▸ Action item
Everything from the line that holds "detection::resolve(world.player.pos, &world.sentries, radius);" to the end of the entries below should be printed again, word for word, and nothing more.

──────

/// The step function: advances the world by one tick.
///
/// Processing order:
///   1. Clock (delta clamped to `max_tick_delta`)
///   2. Decay: fog timers, alert level, expired ping waves
///   3. Decoy arming / expiry
///   4. Sonar trigger (charge / release)
///   5. Abilities (beacon, dampener, phase)
///   6. Player movement (with phase jump)
///   7. Artifact / pickup collection
///   8. Win check
///   9. Sentry transitions + movement
///  10. Detection / loss check
///
/// Rejected actions report `ActionRejected` and leave the world untouched.

use crate::domain::detection;
use crate::domain::entity::{Ability, Decoy, FrameInput, MoveDir, PickupKind, PingInput};
use crate::domain::grid::Pos;
use crate::domain::sonar::{Emission, PingSource, PingWave};
use super::event::{ActionKind, GameEvent, Rejection};
use super::world::{Outcome, WorldState};

// ══════════════════════════════════════════════════════════════
// Main entry point
// ══════════════════════════════════════════════════════════════

pub fn step(world: &mut WorldState, input: FrameInput, delta: f32) -> Vec<GameEvent> {
    if world.outcome.is_over() { return vec![]; }

    let mut events: Vec<GameEvent> = Vec::new();
    let delta = if delta.is_finite() {
        delta.clamp(0.0, world.tuning.timing.max_tick_delta)
    } else {
        0.0
    };
    world.tick += 1;
    world.clock += delta;

    resolve_decay(world, delta);
    resolve_decoy(world, &mut events);
    resolve_ping(world, input.ping, &mut events);
    resolve_ability(world, input.ability, &mut events);
    resolve_player_movement(world, input.movement, &mut events);
    resolve_collection(world, &mut events);
    if resolve_win(world, &mut events) { return events; }
    resolve_sentries(world, delta);
    resolve_detection(world, &mut events);

    events
}

/// Throw away all session state and start the level over.
pub fn restart_level(world: &mut WorldState) {
    tracing::info!(level = %world.level.id, "level restart");
    *world = WorldState::new(
        world.pristine_level().clone(),
        world.tuning.clone(),
        world.seed(),
    );
}

/// The session stops receiving input (pause, leaving the screen). A
/// half-charged trigger is dropped since its release will never arrive.
pub fn suspend(world: &mut WorldState) {
    if world.sonar.is_charging() {
        tracing::debug!("sonar charge cancelled");
    }
    world.sonar.cancel_charge();
}

// ══════════════════════════════════════════════════════════════
// Decay
// ══════════════════════════════════════════════════════════════

fn resolve_decay(world: &mut WorldState, delta: f32) {
    world.visibility.tick(delta);
    world.alert.decay(world.tuning.sonar.alert_decay * delta);
    let now = world.clock;
    world.pings.retain(|w| !w.is_expired(now));
}

// ══════════════════════════════════════════════════════════════
// Sonar
// ══════════════════════════════════════════════════════════════

fn resolve_ping(world: &mut WorldState, ping: Option<PingInput>, events: &mut Vec<GameEvent>) {
    match ping {
        Some(PingInput::Press) => world.sonar.begin_charge(world.clock),
        Some(PingInput::Release { late }) => {
            let released_at = world.clock - late.max(0.0);
            if let Some(radius) = world.sonar.release_charge(released_at) {
                emit_ping(world, radius, events);
            }
        }
        None => {}
    }
}

/// Fire a player ping of `radius` from the player's tile.
///
/// On acceptance: alert rises, tiles around the player light up, a ring
/// is queued for presentation, and every sentry heads for the origin.
/// Returns `false` (state untouched) while the sonar is cooling down.
pub fn emit_ping(world: &mut WorldState, radius: f32, events: &mut Vec<GameEvent>) -> bool {
    let now = world.clock;
    let dampened = world.is_dampened();
    match world.sonar.emit(now, radius, dampened) {
        Emission::Rejected => {
            events.push(GameEvent::ActionRejected {
                action: ActionKind::Ping,
                reason: Rejection::CoolingDown,
            });
            false
        }
        Emission::Accepted { gain } => {
            let origin = world.player.pos;
            world.alert.add(gain);
            tracing::debug!(
                %origin, radius, gain, alert = world.alert.value(), dampened,
                "ping #{}", world.sonar.ping_count()
            );
            pulse(world, origin, radius, PingSource::Player, events);
            true
        }
    }
}

/// Shared by player pings and decoys: light tiles, queue a ring, alarm sentries.
fn pulse(world: &mut WorldState, origin: Pos, radius: f32, source: PingSource, events: &mut Vec<GameEvent>) {
    world.visibility.reveal_tiles(origin, radius);
    world.pings.push(PingWave {
        origin,
        radius,
        born_at: world.clock,
        duration: world.tuning.sonar.wave_duration,
        source,
    });
    events.push(GameEvent::PingEmitted { origin, radius, source });

    for s in world.sentries.iter_mut() {
        s.alarm(origin);
        events.push(GameEvent::SentryAlarmed { id: s.id, target: origin });
    }
}

// ══════════════════════════════════════════════════════════════
// Decoy
// ══════════════════════════════════════════════════════════════

fn resolve_decoy(world: &mut WorldState, events: &mut Vec<GameEvent>) {
    let now = world.clock;
    let Some(decoy) = world.decoy.as_mut() else { return };

    if decoy.should_fire(now) {
        decoy.fired = true;
        let origin = decoy.pos;
        let radius = world.tuning.abilities.decoy_radius;
        tracing::debug!(%origin, radius, "decoy pulse");
        pulse(world, origin, radius, PingSource::Decoy, events);
    }

    if world.decoy.as_ref().map_or(false, |d| d.is_expired(now)) {
        world.decoy = None;
    }
}

// ══════════════════════════════════════════════════════════════
// Abilities
// ══════════════════════════════════════════════════════════════

fn resolve_ability(world: &mut WorldState, ability: Option<Ability>, events: &mut Vec<GameEvent>) {
    let Some(ability) = ability else { return };
    let now = world.clock;

    let already_active = match ability {
        Ability::Beacon => world.decoy.is_some(),
        Ability::Dampener => world.dampener.is_active(now),
        Ability::Phase => world.player.phase_ready,
    };
    let reject = |reason| GameEvent::ActionRejected { action: ActionKind::Ability(ability), reason };

    if already_active {
        events.push(reject(Rejection::AlreadyActive));
        return;
    }
    if !world.player.resources.spend(PickupKind::from(ability)) {
        events.push(reject(Rejection::Depleted));
        return;
    }

    match ability {
        Ability::Beacon => {
            let abilities = &world.tuning.abilities;
            let pos = world.player.pos;
            world.decoy = Some(Decoy::new(pos, now, abilities.decoy_arm, abilities.decoy_life));
            events.push(GameEvent::DecoyDeployed { pos });
        }
        Ability::Dampener => {
            world.dampener.activate(now, world.tuning.abilities.dampener_duration);
            events.push(GameEvent::DampenerActivated { until: now + world.tuning.abilities.dampener_duration });
        }
        Ability::Phase => {
            world.player.phase_ready = true;
            events.push(GameEvent::PhaseArmed);
        }
    }
    tracing::debug!(?ability, "ability used");
}

// ══════════════════════════════════════════════════════════════
// Player movement
// ══════════════════════════════════════════════════════════════

fn resolve_player_movement(world: &mut WorldState, movement: Option<MoveDir>, events: &mut Vec<GameEvent>) {
    let Some(dir) = movement else { return };
    if world.clock < world.player.next_move_at { return; }

    let (dx, dy) = dir.delta();
    let from = world.player.pos;
    let target = from.offset(dx, dy);
    let grid = &world.level.grid;
    world.player.facing = dir;

    let dest = if grid.is_open(target) {
        target
    } else if world.player.phase_ready && grid.in_bounds(target) {
        // Phase: pass through exactly one wall tile.
        let beyond = target.offset(dx, dy);
        if !grid.is_open(beyond) { return; }
        world.player.phase_ready = false;
        events.push(GameEvent::PhaseJump { from, to: beyond });
        beyond
    } else {
        return;
    };

    world.player.pos = dest;
    world.player.next_move_at = world.clock + world.tuning.timing.player_step_interval;
}

// ══════════════════════════════════════════════════════════════
// Collection
// ══════════════════════════════════════════════════════════════

fn resolve_collection(world: &mut WorldState, events: &mut Vec<GameEvent>) {
    let pos = world.player.pos;

    let mut got_artifact = false;
    for a in world.level.artifacts.iter_mut().filter(|a| a.pos == pos) {
        if a.collect() {
            got_artifact = true;
            events.push(GameEvent::ArtifactCollected { pos });
        }
    }
    if got_artifact && world.level.all_artifacts_collected() {
        events.push(GameEvent::AllArtifactsCollected);
    }

    for p in world.level.pickups.iter_mut().filter(|p| p.pos == pos) {
        if p.collect() {
            world.player.resources.add(p.kind);
            events.push(GameEvent::PickupCollected { pos, kind: p.kind });
        }
    }
}

// ══════════════════════════════════════════════════════════════
// Win / lose
// ══════════════════════════════════════════════════════════════

fn resolve_win(world: &mut WorldState, events: &mut Vec<GameEvent>) -> bool {
    if world.player.pos != world.level.exit || !world.level.all_artifacts_collected() {
        return false;
    }
    let pings = world.sonar.ping_count();
    let elapsed = world.clock;
    tracing::info!(level = %world.level.id, pings, elapsed, "level won");
    world.outcome = Outcome::Won { pings, elapsed };
    events.push(GameEvent::Won { pings, elapsed });
    true
}

fn resolve_sentries(world: &mut WorldState, delta: f32) {
    let now = world.clock;
    let alert = world.alert;
    for s in world.sentries.iter_mut() {
        s.update(&world.level.grid, now, delta, alert, &world.tuning.sentry, &mut world.rng);
    }
}

fn resolve_detection(world: &mut WorldState, events: &mut Vec<GameEvent>) {
    let radius = detection::detection_radius(&world.tuning.detection, world.alert, world.is_dampened());
    let found = detection::resolve(world.player.pos, &world.sentries, radius);
    world.detection_radius = radius;
    world.nearest_sentry = found.nearest;

    if let Some(id) = found.detected_by {
        let reason = format!("Spotted by sentry {}", id + 1);
        tracing::info!(level = %world.level.id, sentry = id, radius, "player detected");
        world.outcome = Outcome::Lost { reason: reason.clone() };
        events.push(GameEvent::Lost { reason });
    }
}
/// Events emitted during a simulation step.
/// The presentation layer consumes these for animation/sound; they never
/// feed back into the simulation.

use crate::domain::entity::{Ability, PickupKind};
use crate::domain::grid::Pos;
use crate::domain::sonar::PingSource;

/// Why an action was refused. State is untouched when this is reported.
#[derive(Clone, Copy, PartialEq, Eq, Debug)]
pub enum Rejection {
    /// No charges left for this ability.
    Depleted,
    /// Decoy already out, dampener already open, or phase already armed.
    AlreadyActive,
    /// Sonar still cooling down.
    CoolingDown,
}

/// What the player tried to do when it was refused.
#[derive(Clone, Copy, PartialEq, Eq, Debug)]
pub enum ActionKind {
    Ping,
    Ability(Ability),
}

#[derive(Clone, Debug, PartialEq)]
pub enum GameEvent {
    PingEmitted { origin: Pos, radius: f32, source: PingSource },
    ArtifactCollected { pos: Pos },
    PickupCollected { pos: Pos, kind: PickupKind },
    SentryAlarmed { id: usize, target: Pos },
    DecoyDeployed { pos: Pos },
    DampenerActivated { until: f32 },
    PhaseArmed,
    PhaseJump { from: Pos, to: Pos },
    ActionRejected { action: ActionKind, reason: Rejection },
    AllArtifactsCollected,
    Won { pings: u32, elapsed: f32 },
    Lost { reason: String },
}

──────

▸ Response box
    let found = detection::resolve(world.player.pos, &world.sentries, radius);
    world.detection_radius = radius;
    world.nearest_sentry = found.nearest;

    if let Some(id) = found.detected_by {
        let reason = format!("Spotted by sentry {}", id + 1);
        tracing::info!(level = %world.level.id, sentry = id, radius, "player detected");
        world.outcome = Outcome::Lost { reason: reason.clone() };
        events.push(GameEvent::Lost { reason });
    }
}
/// Events emitted during a simulation step.
/// The presentation layer consumes these for animation/sound; they never
/// feed back into the simulation.

use crate::domain::entity::{Ability, PickupKind};
use crate::domain::grid::Pos;
use crate::domain::sonar::PingSource;

/// Why an action was refused. State is untouched when this is reported.
#[derive(Clone, Copy, PartialEq, Eq, Debug)]
pub enum Rejection {
    /// No charges left for this ability.
    Depleted,
    /// Decoy already out, dampener already open, or phase already armed.
    AlreadyActive,
    /// Sonar still cooling down.
    CoolingDown,
}

/// What the player tried to do when it was refused.
#[derive(Clone, Copy, PartialEq, Eq, Debug)]
pub enum ActionKind {
    Ping,
    Ability(Ability),
}

#[derive(Clone, Debug, PartialEq)]
pub enum GameEvent {
    PingEmitted { origin: Pos, radius: f32, source: PingSource },
    ArtifactCollected { pos: Pos },
    PickupCollected { pos: Pos, kind: PickupKind },
    SentryAlarmed { id: usize, target: Pos },
    DecoyDeployed { pos: Pos },
    DampenerActivated { until: f32 },
    PhaseArmed,
    PhaseJump { from: Pos, to: Pos },
    ActionRejected { action: ActionKind, reason: Rejection },
    AllArtifactsCollected,
    Won { pings: u32, elapsed: f32 },
    Lost { reason: String },
}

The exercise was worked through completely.